■ **WHAT THE EXERCISE ASKS**:
Using the entries that follow, state how many lines contain the word "critical". The response is that number and nothing more.

START DATASET

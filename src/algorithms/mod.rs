pub mod common;
pub mod distance;
pub mod forecast;
pub mod holt;
pub mod linkage;
pub mod sir;
pub mod spread;
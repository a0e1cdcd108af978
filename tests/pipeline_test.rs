use std::collections::BTreeMap;
use std::fs;

use chrono::{DateTime, Utc};
use outbreak_rs::{
    AlertEngine, AnalysisConfig, ClusterId, DailyObservation, HospitalId, HospitalNode,
    InMemoryAlertStore, Metric, OutbreakMiner, Relation, RiskLevel, Severity, SnapshotCache,
};
use serde::Deserialize;

#[derive(Deserialize)]
struct Scenario {
    #[allow(dead_code)]
    description: String,
    hospitals: Vec<HospitalNode>,
    observations: Vec<DailyObservation>,
    expected: Expected,
}

#[derive(Deserialize)]
struct Expected {
    clusters: BTreeMap<ClusterId, Vec<HospitalId>>,
    edges: Vec<ExpectedEdge>,
    alerts: ExpectedAlerts,
    high_risk_hospital: HospitalId,
}

#[derive(Deserialize)]
struct ExpectedEdge {
    source_cluster: ClusterId,
    target_cluster: ClusterId,
    lag_days: usize,
}

#[derive(Deserialize)]
struct ExpectedAlerts {
    now: DateTime<Utc>,
    critical: Vec<HospitalId>,
    warning: Vec<HospitalId>,
}

fn load_scenario(filename: &str) -> Scenario {
    let path = format!("tests/fixtures/{filename}");
    let data = fs::read_to_string(&path)
        .unwrap_or_else(|_| panic!("Fixture not found: {path}"));
    serde_json::from_str(&data).unwrap()
}

#[test]
fn test_two_city_clusters() {
    let sc = load_scenario("two_city_wave.json");
    let miner = OutbreakMiner::new(sc.hospitals, &sc.observations);
    let analysis = miner.analyze(&AnalysisConfig::default());

    assert_eq!(analysis.clusters, sc.expected.clusters);
    assert!(analysis.partition.is_strict());
}

#[test]
fn test_two_city_spread_edge() {
    let sc = load_scenario("two_city_wave.json");
    let miner = OutbreakMiner::new(sc.hospitals, &sc.observations);
    let analysis = miner.analyze(&AnalysisConfig::default());

    assert_eq!(analysis.network.len(), sc.expected.edges.len());
    for (got, want) in analysis.network.iter().zip(&sc.expected.edges) {
        assert_eq!(got.source_cluster, want.source_cluster);
        assert_eq!(got.target_cluster, want.target_cluster);
        assert_eq!(got.lag_days, want.lag_days);
        assert_eq!(got.relation, Relation::Precedes);
        assert!(got.strength > 0.99, "strength = {}", got.strength);
    }
}

#[test]
fn test_distance_matrix_all_metrics() {
    let sc = load_scenario("two_city_wave.json");
    let miner = OutbreakMiner::new(sc.hospitals, &sc.observations);

    for metric in Metric::ALL {
        let dm = miner.distance_matrix(metric);
        assert_eq!(dm.len(), 4, "{metric}");
        assert!(dm.is_symmetric(), "{metric}");
        for i in 0..dm.len() {
            assert_eq!(dm.get(i, i), 0.0, "{metric}: diagonal");
            assert!(dm.row(i).iter().all(|d| d.is_finite() && *d >= 0.0), "{metric}");
        }
    }

    // Hospital 2 reports exactly twice hospital 1: identical after normalization
    let cor = miner.distance_matrix(Metric::Correlation);
    assert!(cor.get(0, 1) < 1e-6);
}

#[test]
fn test_two_city_forecasts() {
    let sc = load_scenario("two_city_wave.json");
    let last = sc.observations.iter().map(|o| o.date).max().unwrap();
    let miner = OutbreakMiner::new(sc.hospitals, &sc.observations);

    for id in [1, 2, 3, 4] {
        let fc = miner.forecast(id, 7);
        assert_eq!(fc.len(), 7, "hospital {id}");
        assert!(fc[0].date > last);
        assert!(fc.iter().all(|p| p.predicted_count >= 0.0));
        assert!(fc.windows(2).all(|w| w[1].date > w[0].date));
    }
}

#[test]
fn test_two_city_alerts() {
    let sc = load_scenario("two_city_wave.json");
    let engine = AlertEngine::default();
    let mut store = InMemoryAlertStore::new();
    let now = sc.expected.alerts.now;

    let run = engine.run_checks(&sc.hospitals, &sc.observations, now, &mut store);
    let ids = |sev: Severity| -> Vec<HospitalId> {
        run.candidates
            .iter()
            .filter(|a| a.severity == sev)
            .filter_map(|a| a.hospital_id)
            .collect()
    };
    assert_eq!(ids(Severity::Critical), sc.expected.alerts.critical);
    assert_eq!(ids(Severity::Warning), sc.expected.alerts.warning);
    assert_eq!(run.inserted, run.candidates.len());

    let again = engine.run_checks(&sc.hospitals, &sc.observations, now, &mut store);
    assert_eq!(again.inserted, 0);
}

#[test]
fn test_cluster_risk_from_cached_partition() {
    let sc = load_scenario("two_city_wave.json");
    let cfg = AnalysisConfig::default();
    let now = sc.expected.alerts.now;
    let miner = OutbreakMiner::new(sc.hospitals.clone(), &sc.observations);
    let cache = SnapshotCache::with_ttl_secs(cfg.cache_ttl_secs);
    let engine = AlertEngine::new(cfg.alerts.clone());

    let risk = engine.assess_cluster_risk(
        sc.expected.high_risk_hospital,
        &cache,
        &sc.observations,
        now,
        || miner.partition(&cfg),
    );
    assert_eq!(risk.level, RiskLevel::High);
    assert_eq!(risk.cluster_id, Some(2));
    assert!(cache.get_fresh(now).is_some());
}
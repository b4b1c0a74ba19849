//! Execute-permission check for installed binaries.

use std::os::unix::fs::PermissionsExt;

use camino::{Utf8Path, Utf8PathBuf};
use fs_err as fs;
use tracing::{error, info};

use pubcheck_engine::Check;

use crate::files::find_files;

const EXEC_BITS: u32 = 0o111;

/// Everything installed under the binary directories must be executable.
pub struct ExecutableCheck {
    root: Utf8PathBuf,
}

impl ExecutableCheck {
    pub const NAME: &'static str = "executable";

    pub fn new(root: impl Into<Utf8PathBuf>) -> Self {
        Self { root: root.into() }
    }

    fn mode(&self, item: &Utf8Path) -> anyhow::Result<u32> {
        Ok(fs::metadata(self.root.join(item))?.permissions().mode())
    }
}

impl Check for ExecutableCheck {
    type Item = Utf8PathBuf;

    fn name(&self) -> &'static str {
        Self::NAME
    }

    fn items(&mut self) -> anyhow::Result<Vec<Utf8PathBuf>> {
        find_files(&self.root, &["usr/bin/**/*", "usr/sbin/**/*"])
    }

    fn validate(&mut self, item: &Utf8PathBuf) -> anyhow::Result<bool> {
        Ok(self.mode(item)? & EXEC_BITS != 0)
    }

    fn show(&mut self, item: &Utf8PathBuf) {
        error!("{item} is not executable");
    }

    fn diff(&mut self, item: &Utf8PathBuf) {
        info!("{item} would be granted execute permission");
    }

    fn fix(&mut self, item: &Utf8PathBuf) -> anyhow::Result<()> {
        let mode = self.mode(item)?;
        fs::set_permissions(
            self.root.join(item),
            std::fs::Permissions::from_mode(mode | EXEC_BITS),
        )?;
        info!("{item} is now executable");
        Ok(())
    }
}
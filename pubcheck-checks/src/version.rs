//! Manifest version well-formedness check.

use semver::Version;
use tracing::{error, info, warn};

use camino::Utf8Path;
use pubcheck_engine::Check;
use pubcheck_manifest::{MANIFEST_FILE_NAME, Package, render_patch};

/// The manifest version must be a well-formed semantic version.
pub struct VersionCheck<'a> {
    pkg: &'a mut Package,
}

impl<'a> VersionCheck<'a> {
    pub const NAME: &'static str = "version";

    pub fn new(pkg: &'a mut Package) -> Self {
        Self { pkg }
    }
}

/// Pad a bare `major` or `major.minor` version with zeroed components.
/// Anything else is left for a human to repair.
fn pad_version(version: &str) -> Option<String> {
    let parts: Vec<&str> = version.split('.').collect();
    if parts.is_empty()
        || parts.len() > 2
        || parts
            .iter()
            .any(|p| p.is_empty() || !p.chars().all(|c| c.is_ascii_digit()))
    {
        return None;
    }
    let mut padded = version.to_string();
    for _ in parts.len()..3 {
        padded.push_str(".0");
    }
    Version::parse(&padded).ok()?;
    Some(padded)
}

impl Check for VersionCheck<'_> {
    type Item = String;

    fn name(&self) -> &'static str {
        Self::NAME
    }

    fn items(&mut self) -> anyhow::Result<Vec<String>> {
        Ok(vec![self.pkg.spec()])
    }

    fn validate(&mut self, _item: &String) -> anyhow::Result<bool> {
        Ok(Version::parse(self.pkg.manifest.version()).is_ok())
    }

    fn show(&mut self, item: &String) {
        match Version::parse(self.pkg.manifest.version()) {
            Ok(_) => {}
            Err(err) => error!(
                "the version of {item} ('{}') is not a valid semantic version: {err}",
                self.pkg.manifest.version()
            ),
        }
    }

    fn diff(&mut self, _item: &String) {
        let Some(padded) = pad_version(self.pkg.manifest.version()) else {
            warn!(
                "version '{}' cannot be repaired automatically",
                self.pkg.manifest.version()
            );
            return;
        };
        let before = self.pkg.manifest.to_toml_string();
        let mut preview = self.pkg.manifest.clone();
        preview.set_version(&padded);
        let patch = render_patch(
            Utf8Path::new(MANIFEST_FILE_NAME),
            &before,
            &preview.to_toml_string(),
        );
        info!("proposed manifest change:\n{patch}");
    }

    fn fix(&mut self, _item: &String) -> anyhow::Result<()> {
        let Some(padded) = pad_version(self.pkg.manifest.version()) else {
            warn!(
                "version '{}' cannot be repaired automatically",
                self.pkg.manifest.version()
            );
            return Ok(());
        };
        info!("rewriting version as \"{padded}\"");
        self.pkg.manifest.set_version(&padded);
        self.pkg.write_manifest()?;
        Ok(())
    }
}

END DATASET

■ **RESULT BELOW**:
2